For each line below with the word "caller", write out a copy.

[Data provided — start]

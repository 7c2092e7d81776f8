//! Lead capture and FAQ tools for the sales rep.

use std::sync::Arc;

use async_trait::async_trait;

use cameo_core::archive::ArchiveRepository;
use cameo_core::catalog::{FaqHit, FaqSheet};
use cameo_core::error::Result;

use crate::tool::{
    optional_str, required_str, unknown_tool, ParamSpec, ToolCall, ToolContext, ToolReply,
    ToolSpec, Toolset,
};

const SPECS: &[ToolSpec] = &[
    ToolSpec {
        name: "update_lead",
        description: "Record one lead detail as the caller shares it.",
        params: &[
            ParamSpec::required(
                "field",
                "One of: name, company, email, role, use_case, team_size, timeline.",
            ),
            ParamSpec::required("value", "The detail, verbatim."),
        ],
    },
    ToolSpec {
        name: "lookup_faq",
        description: "Answer a product question from the FAQ sheet.",
        params: &[ParamSpec::required("query", "The caller's question.")],
    },
    ToolSpec {
        name: "save_lead",
        description: "Save the captured lead. Call once, when the call winds down.",
        params: &[ParamSpec::optional(
            "summary",
            "Optional one-line summary to store instead of the field list.",
        )],
    },
];

pub struct SalesToolset {
    faq: Arc<FaqSheet>,
    archive: Arc<dyn ArchiveRepository>,
}

impl SalesToolset {
    pub fn new(faq: Arc<FaqSheet>, archive: Arc<dyn ArchiveRepository>) -> Self {
        Self { faq, archive }
    }
}

#[async_trait]
impl Toolset for SalesToolset {
    fn specs(&self) -> &'static [ToolSpec] {
        SPECS
    }

    async fn handle(&self, ctx: &mut ToolContext<'_>, call: &ToolCall) -> Result<ToolReply> {
        match call.name.as_str() {
            "update_lead" => {
                let field = required_str(call, "field")?;
                let value = required_str(call, "value")?;
                ctx.session.state.set(field, value)?;
                Ok(ToolReply::say(format!("Got it, {field} noted.")))
            }
            "lookup_faq" => {
                let query = required_str(call, "query")?;
                let reply = match self.faq.find_by_keyword(query) {
                    FaqHit::Entry(entry) => entry.answer.clone(),
                    FaqHit::Overview {
                        description,
                        pricing,
                    } => format!("{description} {pricing}"),
                };
                Ok(ToolReply::say(reply))
            }
            "save_lead" => {
                if ctx.session.state.is_empty() {
                    return Ok(ToolReply::say(
                        "I haven't captured any details yet, so there's nothing to save.",
                    ));
                }
                let summary = optional_str(call, "summary")
                    .map(str::to_string)
                    .unwrap_or_else(|| ctx.session.state.summary_line());
                let id = self
                    .archive
                    .append(&summary, ctx.session.state.snapshot())
                    .await?;
                ctx.session.state.reset();
                Ok(ToolReply::say(format!(
                    "Lead saved (record {id}). Someone will follow up shortly."
                )))
            }
            _ => Err(unknown_tool("sales", call)),
        }
    }
}

#[cfg(test)]
mod tests {
    use super::*;
    use cameo_core::catalog::preset::default_faq_sheet;
    use cameo_core::fraud::VerificationFlow;
    use cameo_core::persona::PersonaKind;
    use cameo_core::session::Session;
    use cameo_infrastructure::JsonArchiveRepository;
    use serde_json::json;
    use tempfile::TempDir;

    fn toolset(dir: &TempDir) -> SalesToolset {
        SalesToolset::new(
            Arc::new(default_faq_sheet()),
            Arc::new(JsonArchiveRepository::new(dir.path().join("leads.json"))),
        )
    }

    async fn call(
        toolset: &SalesToolset,
        session: &mut Session,
        name: &str,
        args: serde_json::Value,
    ) -> Result<ToolReply> {
        let mut flow = VerificationFlow::new();
        let mut ctx = ToolContext {
            session,
            flow: &mut flow,
        };
        toolset.handle(&mut ctx, &ToolCall::new(name, args)).await
    }

    #[tokio::test]
    async fn test_lead_fields_overwrite_on_correction() {
        let dir = TempDir::new().unwrap();
        let toolset = toolset(&dir);
        let mut session = Session::new(PersonaKind::SalesRep);

        call(&toolset, &mut session, "update_lead", json!({"field": "email", "value": "dana@acme.io"}))
            .await
            .unwrap();
        call(&toolset, &mut session, "update_lead", json!({"field": "email", "value": "dana@acme.com"}))
            .await
            .unwrap();

        assert_eq!(
            session.state.get("email").unwrap().as_text(),
            Some("dana@acme.com")
        );
    }

    #[tokio::test]
    async fn test_faq_entry_and_overview_fallback() {
        let dir = TempDir::new().unwrap();
        let toolset = toolset(&dir);
        let mut session = Session::new(PersonaKind::SalesRep);

        let entry = call(&toolset, &mut session, "lookup_faq", json!({"query": "is there a free trial"}))
            .await
            .unwrap();
        assert!(entry.text.contains("14 day trial"));

        // No FAQ entry mentions pricing directly; the overview answers.
        let overview = call(&toolset, &mut session, "lookup_faq", json!({"query": "pricing"}))
            .await
            .unwrap();
        assert!(overview.text.contains("$49"));
    }

    #[tokio::test]
    async fn test_save_lead_uses_summary_override() {
        let dir = TempDir::new().unwrap();
        let toolset = toolset(&dir);
        let mut session = Session::new(PersonaKind::SalesRep);

        call(&toolset, &mut session, "update_lead", json!({"field": "name", "value": "Dana"}))
            .await
            .unwrap();
        call(
            &toolset,
            &mut session,
            "save_lead",
            json!({"summary": "Dana from Acme, wants weekly digests"}),
        )
        .await
        .unwrap();

        let records = toolset.archive.list_all().await.unwrap();
        assert_eq!(records.len(), 1);
        assert_eq!(records[0].summary, "Dana from Acme, wants weekly digests");
        assert!(session.state.is_empty());
    }

    #[tokio::test]
    async fn test_unknown_lead_field_rejected() {
        let dir = TempDir::new().unwrap();
        let toolset = toolset(&dir);
        let mut session = Session::new(PersonaKind::SalesRep);

        let err = call(
            &toolset,
            &mut session,
            "update_lead",
            json!({"field": "budget", "value": "$10k"}),
        )
        .await
        .unwrap_err();
        assert!(err.is_unknown_field());
    }
}
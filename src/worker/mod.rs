mod reset;

pub use reset::reset_scheduler;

[Data provided — finish]

— Worked solution —
        description: "Record one lead detail as the caller shares it.",
        params: &[ParamSpec::required("query", "The caller's question.")],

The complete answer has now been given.